___ LISTED ENTRIES

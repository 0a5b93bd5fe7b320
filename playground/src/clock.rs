use std::time::Instant;

#[derive(Debug, Clone, Copy, PartialEq)]
pub struct FrameTime {
    /// Seconds since the clock started.
    pub elapsed: f32,
    /// Seconds since the previous tick.
    pub delta: f32,
}

pub struct FrameClock {
    start: Instant,
    last_frame: Instant,
}

impl FrameClock {
    pub fn new() -> Self {
        Self::starting_at(Instant::now())
    }

    pub fn starting_at(start: Instant) -> Self {
        Self {
            start,
            last_frame: start,
        }
    }

    pub fn tick(&mut self) -> FrameTime {
        self.tick_at(Instant::now())
    }

    pub fn tick_at(&mut self, now: Instant) -> FrameTime {
        let time = FrameTime {
            elapsed: now.saturating_duration_since(self.start).as_secs_f32(),
            delta: now.saturating_duration_since(self.last_frame).as_secs_f32(),
        };

        self.last_frame = self.last_frame.max(now);

        time
    }
}

#[cfg(test)]
mod tests {
    use super::*;
    use std::time::Duration;

    #[test]
    fn tick_test() {
        let start = Instant::now();
        let mut clock = FrameClock::starting_at(start);

        let first = clock.tick_at(start + Duration::from_millis(500));
        assert_eq!(first.elapsed, 0.5);
        assert_eq!(first.delta, 0.5);

        let second = clock.tick_at(start + Duration::from_millis(750));
        assert_eq!(second.elapsed, 0.75);
        assert_eq!(second.delta, 0.25);
    }

    #[test]
    fn backwards_tick_test() {
        let start = Instant::now() + Duration::from_secs(1);
        let mut clock = FrameClock::starting_at(start);

        clock.tick_at(start + Duration::from_secs(2));
        let time = clock.tick_at(start + Duration::from_secs(1));

        assert_eq!(time.elapsed, 1.0);
        assert_eq!(time.delta, 0.0);
    }
}
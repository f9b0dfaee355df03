//! Score Cache
//! Mission: Keep closed-round scores hot without hammering the provider
//!
//! Capacity-bounded with LRU eviction plus a TTL so a stale entry cannot
//! outlive a provider correction window. Only closed rounds belong here;
//! open-round scores change until the market closes.

use crate::models::{LeagueId, ParticipantScore, Round};
use parking_lot::Mutex;
use std::collections::{HashMap, VecDeque};
use std::time::{Duration, Instant};
use tracing::debug;

#[derive(Debug, Clone, PartialEq, Eq, Hash)]
struct CacheKey {
    league: LeagueId,
    round: Round,
}

struct CacheEntry {
    scores: Vec<ParticipantScore>,
    inserted_at: Instant,
}

pub struct ScoreCache {
    inner: Mutex<CacheInner>,
    ttl: Duration,
    capacity: usize,
}

struct CacheInner {
    entries: HashMap<CacheKey, CacheEntry>,
    recency: VecDeque<CacheKey>,
}

impl ScoreCache {
    pub fn new(capacity: usize, ttl: Duration) -> Self {
        Self {
            inner: Mutex::new(CacheInner {
                entries: HashMap::new(),
                recency: VecDeque::new(),
            }),
            ttl,
            capacity: capacity.max(1),
        }
    }

    pub fn get(&self, league: &LeagueId, round: Round) -> Option<Vec<ParticipantScore>> {
        let key = CacheKey {
            league: league.clone(),
            round,
        };
        let mut inner = self.inner.lock();

        let expired = match inner.entries.get(&key) {
            Some(entry) => entry.inserted_at.elapsed() > self.ttl,
            None => return None,
        };
        if expired {
            inner.entries.remove(&key);
            inner.recency.retain(|k| k != &key);
            debug!(league = %league, %round, "Score cache entry expired");
            return None;
        }

        // Refresh recency on hit.
        inner.recency.retain(|k| k != &key);
        inner.recency.push_back(key.clone());
        inner.entries.get(&key).map(|e| e.scores.clone())
    }

    pub fn put(&self, league: &LeagueId, round: Round, scores: Vec<ParticipantScore>) {
        let key = CacheKey {
            league: league.clone(),
            round,
        };
        let mut inner = self.inner.lock();

        inner.recency.retain(|k| k != &key);
        inner.recency.push_back(key.clone());
        inner.entries.insert(
            key,
            CacheEntry {
                scores,
                inserted_at: Instant::now(),
            },
        );

        while inner.entries.len() > self.capacity {
            if let Some(oldest) = inner.recency.pop_front() {
                inner.entries.remove(&oldest);
            } else {
                break;
            }
        }
    }
}
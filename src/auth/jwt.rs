//! JWT Token Handler
//! Mission: Generate and validate JWT tokens securely

use crate::auth::models::{Claims, User};
use anyhow::{Context, Result};
use chrono::Utc;
use jsonwebtoken::{decode, encode, DecodingKey, EncodingKey, Header, Validation};
use tracing::debug;

/// JWT Handler for token operations
pub struct JwtHandler {
    secret: String,
    expiration_hours: i64,
}

impl JwtHandler {
    pub fn new(secret: String) -> Self {
        Self {
            secret,
            expiration_hours: 24, // 24-hour tokens by default
        }
    }

    /// Generate a JWT token for an administrator
    pub fn generate_token(&self, user: &User) -> Result<(String, usize)> {
        let now = Utc::now();
        let expiration = now
            .checked_add_signed(chrono::Duration::hours(self.expiration_hours))
            .context("Invalid timestamp")?
            .timestamp() as usize;

        let expires_in = (self.expiration_hours * 3600) as usize;

        let claims = Claims {
            sub: user.id.to_string(),
            username: user.username.clone(),
            role: user.role.clone(),
            exp: expiration,
        };

        debug!(
            "Generating JWT for admin {} ({}), expires in {}h",
            user.username, user.id, self.expiration_hours
        );

        let token = encode(
            &Header::default(),
            &claims,
            &EncodingKey::from_secret(self.secret.as_bytes()),
        )
        .context("Failed to generate JWT")?;

        Ok((token, expires_in))
    }

    /// Validate a JWT token and extract claims
    pub fn validate_token(&self, token: &str) -> Result<Claims> {
        let decoded = decode::<Claims>(
            token,
            &DecodingKey::from_secret(self.secret.as_bytes()),
            &Validation::default(),
        )
        .context("Invalid or expired token")?;

        debug!("Validated JWT for admin {}", decoded.claims.username);

        Ok(decoded.claims)
    }
}

#[cfg(test)]
mod tests {
    use super::*;
    use crate::auth::models::UserRole;
    use uuid::Uuid;

    fn create_test_user() -> User {
        User {
            id: Uuid::new_v4(),
            username: "leagueadmin".to_string(),
            password_hash: "hash".to_string(),
            role: UserRole::Admin,
            created_at: Utc::now().to_rfc3339(),
        }
    }

    #[test]
    fn test_jwt_generation_and_validation() {
        let handler = JwtHandler::new("test-secret-key-12345".to_string());
        let user = create_test_user();

        let (token, expires_in) = handler.generate_token(&user).unwrap();
        assert!(!token.is_empty());
        assert_eq!(expires_in, 24 * 3600);

        let claims = handler.validate_token(&token).unwrap();
        assert_eq!(claims.username, user.username);
        assert_eq!(claims.sub, user.id.to_string());
        assert_eq!(claims.role, user.role);
    }

    #[test]
    fn test_invalid_token_rejected() {
        let handler = JwtHandler::new("test-secret-key-12345".to_string());
        let result = handler.validate_token("invalid.token.here");
        assert!(result.is_err());
    }

    #[test]
    fn test_different_secrets_reject() {
        let handler1 = JwtHandler::new("secret1".to_string());
        let handler2 = JwtHandler::new("secret2".to_string());
        let user = create_test_user();

        let (token, _) = handler1.generate_token(&user).unwrap();
        let result = handler2.validate_token(&token);
        assert!(result.is_err());
    }
}
//! Rank Bonus Table
//! Mission: Pure rank -> money lookup with an optional phase split

use crate::models::{BonusTable, Round};

/// Value for a 1-based rank at a given round. Ranks outside the active
/// phase's domain are worth zero; a malformed (empty) table also yields
/// zero so a configuration gap never aborts consolidation.
pub fn value_for(table: &BonusTable, rank: usize, round: Round) -> f64 {
    let values = active_phase(table, round);
    if rank == 0 {
        return 0.0;
    }
    values.get(rank - 1).copied().unwrap_or(0.0)
}

fn active_phase(table: &BonusTable, round: Round) -> &[f64] {
    if let Some(phase) = &table.phase_two {
        if round >= phase.from_round {
            return &phase.values;
        }
    }
    &table.values
}

#[cfg(test)]
mod tests {
    use super::*;
    use crate::models::BonusPhase;

    fn two_phase_table() -> BonusTable {
        // First phase rewards six ranks, second phase four (from round 30).
        BonusTable {
            values: vec![7.0, 4.0, 0.0, -2.0, -5.0, -10.0],
            phase_two: Some(BonusPhase {
                from_round: Round(30),
                values: vec![5.0, 0.0, 0.0, -5.0],
            }),
        }
    }

    #[test]
    fn test_phase_selection_by_round() {
        let table = two_phase_table();
        assert_eq!(value_for(&table, 1, Round(29)), 7.0);
        assert_eq!(value_for(&table, 1, Round(30)), 5.0);
        assert_eq!(value_for(&table, 4, Round(10)), -2.0);
        assert_eq!(value_for(&table, 4, Round(35)), -5.0);
    }

    #[test]
    fn test_rank_outside_domain_is_zero() {
        let table = two_phase_table();
        assert_eq!(value_for(&table, 7, Round(5)), 0.0);
        assert_eq!(value_for(&table, 5, Round(31)), 0.0);
        assert_eq!(value_for(&table, 0, Round(5)), 0.0);
    }

    #[test]
    fn test_single_phase_table() {
        let table = BonusTable {
            values: vec![10.0, 5.0],
            phase_two: None,
        };
        assert_eq!(value_for(&table, 2, Round(38)), 5.0);
        assert_eq!(value_for(&table, 3, Round(38)), 0.0);
    }

    #[test]
    fn test_empty_table_defaults_to_zero() {
        let table = BonusTable {
            values: Vec::new(),
            phase_two: None,
        };
        assert_eq!(value_for(&table, 1, Round(1)), 0.0);
    }
}
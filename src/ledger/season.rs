//! Season Transition Processor
//! Mission: Settle last season's balance into this season's round 0
//!
//! The prior balance and the entry fee never mix into one opaque number
//! unless the fee is paid out of credit, in which case the single
//! carry-over transaction already nets the fee out.

use super::{EntryKey, LedgerError, LedgerStore};
use crate::models::{
    round_cents, League, ParticipantId, Round, SeasonConfig, SeasonYear, Transaction,
    TransactionKind,
};
use thiserror::Error;
use tracing::{info, warn};

#[derive(Debug, Error)]
pub enum SeasonError {
    /// The participant owes money from the prior season and league policy
    /// blocks entry until it is settled.
    #[error("participant {participant} carries a negative prior balance of {balance}")]
    NegativeBalanceBlocked {
        participant: ParticipantId,
        balance: f64,
    },

    #[error(transparent)]
    Ledger(#[from] LedgerError),
}

/// Outcome of one participant's season opening.
#[derive(Debug, Clone, PartialEq)]
pub enum TransitionOutcome {
    /// Fee was covered by prior-season credit; one carry-over transaction
    /// holds the remainder.
    PaidFromCredit { remainder: f64 },
    /// Fee charged in full; prior balance (if any) carried over separately.
    Charged { fee: f64, carried_over: f64 },
    /// Round-0 transactions for this season already exist.
    AlreadyProcessed,
}

pub struct SeasonTransitionProcessor<'a> {
    ledger: &'a LedgerStore,
}

impl<'a> SeasonTransitionProcessor<'a> {
    pub fn new(ledger: &'a LedgerStore) -> Self {
        Self { ledger }
    }

    /// Opens `season` for one participant: reads the prior season's final
    /// balance, applies the entry fee per league policy, and writes the
    /// round-0 transactions. Idempotent: a season already opened is left
    /// exactly as it is.
    pub async fn open_season(
        &self,
        league_key: &EntryKey,
        rules: &SeasonConfig,
    ) -> Result<TransitionOutcome, SeasonError> {
        let current = self.ledger.read(league_key).await?;
        if let Some(snap) = &current {
            let already = snap
                .transactions
                .iter()
                .any(|t| t.round.is_season_marker() && t.kind.is_season_marker());
            if already {
                info!(key = %league_key, "Season already opened; leaving round 0 untouched");
                return Ok(TransitionOutcome::AlreadyProcessed);
            }
        }

        // The first representable season has nothing before it.
        let prior_key = league_key.season.0.checked_sub(1).map(|prior| EntryKey {
            league: league_key.league.clone(),
            season: SeasonYear(prior),
            participant: league_key.participant,
        });
        let prior_balance = match &prior_key {
            Some(key) => self.ledger.read(key).await?.map_or(0.0, |snap| snap.balance),
            None => 0.0,
        };

        if rules.block_negative_entry && prior_balance < -0.01 {
            warn!(
                key = %league_key,
                prior_balance,
                "🚫 Entry blocked: prior-season debt unsettled"
            );
            return Err(SeasonError::NegativeBalanceBlocked {
                participant: league_key.participant,
                balance: prior_balance,
            });
        }

        let fee = rules.entry_fee;
        let season = league_key.season;

        if let Some(prior) = &prior_key {
            if rules.allow_credit_payment && prior_balance > fee {
                // Fee netted out of credit: one carry-over holds the remainder.
                let remainder = round_cents(prior_balance - fee);
                self.ledger
                    .apply_carry_over(
                        league_key,
                        remainder,
                        format!("carry-over from {} (entry fee {} deducted)", prior.season, fee),
                    )
                    .await?;
                info!(key = %league_key, remainder, "💳 Entry fee paid from prior-season credit");
                return Ok(TransitionOutcome::PaidFromCredit { remainder });
            }
        }

        let mut transactions = vec![Transaction::new(
            Round::SEASON_MARKER,
            TransactionKind::SeasonEntryFee,
            -fee,
            format!("entry fee {}", season),
        )];
        if let Some(prior) = &prior_key {
            if prior_balance.abs() > 0.01 {
                transactions.push(Transaction::new(
                    Round::SEASON_MARKER,
                    TransactionKind::SeasonCarryOver,
                    prior_balance,
                    format!("carry-over from {}", prior.season),
                ));
            }
        }
        let carried_over = if prior_balance.abs() > 0.01 {
            prior_balance
        } else {
            0.0
        };
        self.ledger
            .apply_season_transactions(league_key, transactions)
            .await?;
        info!(key = %league_key, fee, carried_over, "🏁 Season opened");
        Ok(TransitionOutcome::Charged { fee, carried_over })
    }

    /// Opens the season for every rostered participant. One participant's
    /// failure never blocks the others; every outcome is reported.
    pub async fn open_league_season(
        &self,
        league: &League,
    ) -> Vec<(ParticipantId, Result<TransitionOutcome, SeasonError>)> {
        let mut results = Vec::with_capacity(league.roster.len());
        for entry in &league.roster {
            let key = EntryKey {
                league: league.id.clone(),
                season: league.season,
                participant: entry.id,
            };
            let result = self.open_season(&key, &league.season_rules).await;
            if let Err(e) = &result {
                warn!(key = %key, "⚠️ Season opening failed for participant: {}", e);
            }
            results.push((entry.id, result));
        }
        results
    }
}

#[cfg(test)]
mod tests {
    use super::*;
    use crate::models::{LeagueConfig, LeagueId, RosterEntry};
    use tempfile::NamedTempFile;

    fn test_store() -> (LedgerStore, NamedTempFile) {
        let temp = NamedTempFile::new().unwrap();
        let store = LedgerStore::new(temp.path().to_str().unwrap()).unwrap();
        (store, temp)
    }

    fn key(season: u16) -> EntryKey {
        EntryKey {
            league: LeagueId::parse("test-league").unwrap(),
            season: SeasonYear(season),
            participant: ParticipantId(7),
        }
    }

    fn rules(fee: f64, credit: bool, block: bool) -> SeasonConfig {
        SeasonConfig {
            entry_fee: fee,
            allow_credit_payment: credit,
            block_negative_entry: block,
        }
    }

    async fn seed_prior_balance(store: &LedgerStore, season: u16, balance: f64) {
        store
            .upsert_round(
                &key(season),
                Round(38),
                vec![Transaction::new(
                    Round(38),
                    TransactionKind::RankBonus,
                    balance,
                    "final round",
                )],
            )
            .await
            .unwrap();
    }

    #[tokio::test]
    async fn test_fee_paid_from_credit_leaves_single_remainder() {
        let (store, _temp) = test_store();
        seed_prior_balance(&store, 2025, 180.0).await;

        let processor = SeasonTransitionProcessor::new(&store);
        let outcome = processor
            .open_season(&key(2026), &rules(100.0, true, false))
            .await
            .unwrap();
        assert_eq!(outcome, TransitionOutcome::PaidFromCredit { remainder: 80.0 });

        let snap = store.read(&key(2026)).await.unwrap().unwrap();
        assert_eq!(snap.transactions.len(), 1);
        assert_eq!(snap.transactions[0].kind, TransactionKind::SeasonCarryOver);
        assert_eq!(snap.balance, 80.0);
    }

    #[tokio::test]
    async fn test_fee_charged_and_debt_carried_over() {
        let (store, _temp) = test_store();
        seed_prior_balance(&store, 2025, -40.0).await;

        let processor = SeasonTransitionProcessor::new(&store);
        let outcome = processor
            .open_season(&key(2026), &rules(100.0, true, false))
            .await
            .unwrap();
        assert_eq!(
            outcome,
            TransitionOutcome::Charged {
                fee: 100.0,
                carried_over: -40.0
            }
        );

        let snap = store.read(&key(2026)).await.unwrap().unwrap();
        assert_eq!(snap.transactions.len(), 2);
        assert_eq!(snap.balance, -140.0);
    }

    #[tokio::test]
    async fn test_new_participant_pays_fee_only() {
        let (store, _temp) = test_store();
        let processor = SeasonTransitionProcessor::new(&store);
        let outcome = processor
            .open_season(&key(2026), &rules(100.0, true, false))
            .await
            .unwrap();
        assert_eq!(
            outcome,
            TransitionOutcome::Charged {
                fee: 100.0,
                carried_over: 0.0
            }
        );
        let snap = store.read(&key(2026)).await.unwrap().unwrap();
        assert_eq!(snap.transactions.len(), 1);
        assert_eq!(snap.balance, -100.0);
    }

    #[tokio::test]
    async fn test_open_season_is_idempotent() {
        let (store, _temp) = test_store();
        seed_prior_balance(&store, 2025, 180.0).await;

        let processor = SeasonTransitionProcessor::new(&store);
        processor
            .open_season(&key(2026), &rules(100.0, true, false))
            .await
            .unwrap();
        let outcome = processor
            .open_season(&key(2026), &rules(100.0, true, false))
            .await
            .unwrap();
        assert_eq!(outcome, TransitionOutcome::AlreadyProcessed);

        let snap = store.read(&key(2026)).await.unwrap().unwrap();
        assert_eq!(snap.balance, 80.0);
    }

    #[tokio::test]
    async fn test_negative_entry_blocked_by_policy() {
        let (store, _temp) = test_store();
        seed_prior_balance(&store, 2025, -40.0).await;

        let processor = SeasonTransitionProcessor::new(&store);
        let err = processor
            .open_season(&key(2026), &rules(100.0, true, true))
            .await
            .unwrap_err();
        assert!(matches!(err, SeasonError::NegativeBalanceBlocked { .. }));
        assert!(store.read(&key(2026)).await.unwrap().is_none());
    }

    #[tokio::test]
    async fn test_first_representable_season_has_no_prior() {
        let (store, _temp) = test_store();
        let processor = SeasonTransitionProcessor::new(&store);
        let outcome = processor
            .open_season(&key(0), &rules(100.0, true, true))
            .await
            .unwrap();
        assert_eq!(
            outcome,
            TransitionOutcome::Charged {
                fee: 100.0,
                carried_over: 0.0
            }
        );
        let snap = store.read(&key(0)).await.unwrap().unwrap();
        assert_eq!(snap.balance, -100.0);
    }

    #[tokio::test]
    async fn test_blocked_participant_does_not_abort_the_roster() {
        let (store, _temp) = test_store();
        // Participant 7 owes money from 2025; participant 8 is clean.
        seed_prior_balance(&store, 2025, -40.0).await;

        let league = League {
            id: LeagueId::parse("test-league").unwrap(),
            name: "Test League".to_string(),
            owner: "admin".to_string(),
            season: SeasonYear(2026),
            config: LeagueConfig::default(),
            season_rules: rules(100.0, true, true),
            roster: vec![
                RosterEntry {
                    id: ParticipantId(7),
                    name: "debtor".to_string(),
                    withdrawn_at: None,
                },
                RosterEntry {
                    id: ParticipantId(8),
                    name: "clean".to_string(),
                    withdrawn_at: None,
                },
            ],
        };

        let processor = SeasonTransitionProcessor::new(&store);
        let results = processor.open_league_season(&league).await;
        assert_eq!(results.len(), 2);
        assert!(matches!(
            results[0].1,
            Err(SeasonError::NegativeBalanceBlocked { .. })
        ));
        assert!(results[1].1.is_ok());

        // The clean participant opened despite the earlier block.
        let key8 = EntryKey {
            league: LeagueId::parse("test-league").unwrap(),
            season: SeasonYear(2026),
            participant: ParticipantId(8),
        };
        assert_eq!(store.read(&key8).await.unwrap().unwrap().balance, -100.0);
        assert!(store.read(&key(2026)).await.unwrap().is_none());
    }

    #[tokio::test]
    async fn test_credit_equal_to_fee_charges_normally() {
        let (store, _temp) = test_store();
        seed_prior_balance(&store, 2025, 100.0).await;

        let processor = SeasonTransitionProcessor::new(&store);
        let outcome = processor
            .open_season(&key(2026), &rules(100.0, true, false))
            .await
            .unwrap();
        // prior == fee is not strictly greater; fee and carry-over stay
        // separate and net to zero.
        assert_eq!(
            outcome,
            TransitionOutcome::Charged {
                fee: 100.0,
                carried_over: 100.0
            }
        );
        let snap = store.read(&key(2026)).await.unwrap().unwrap();
        assert_eq!(snap.transactions.len(), 2);
        assert_eq!(snap.balance, 0.0);
    }
}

______

**WORK REQUEST**
Respond with one number only: how many lines of the data contain "blocks".

**EXERCISE SOLUTION**
2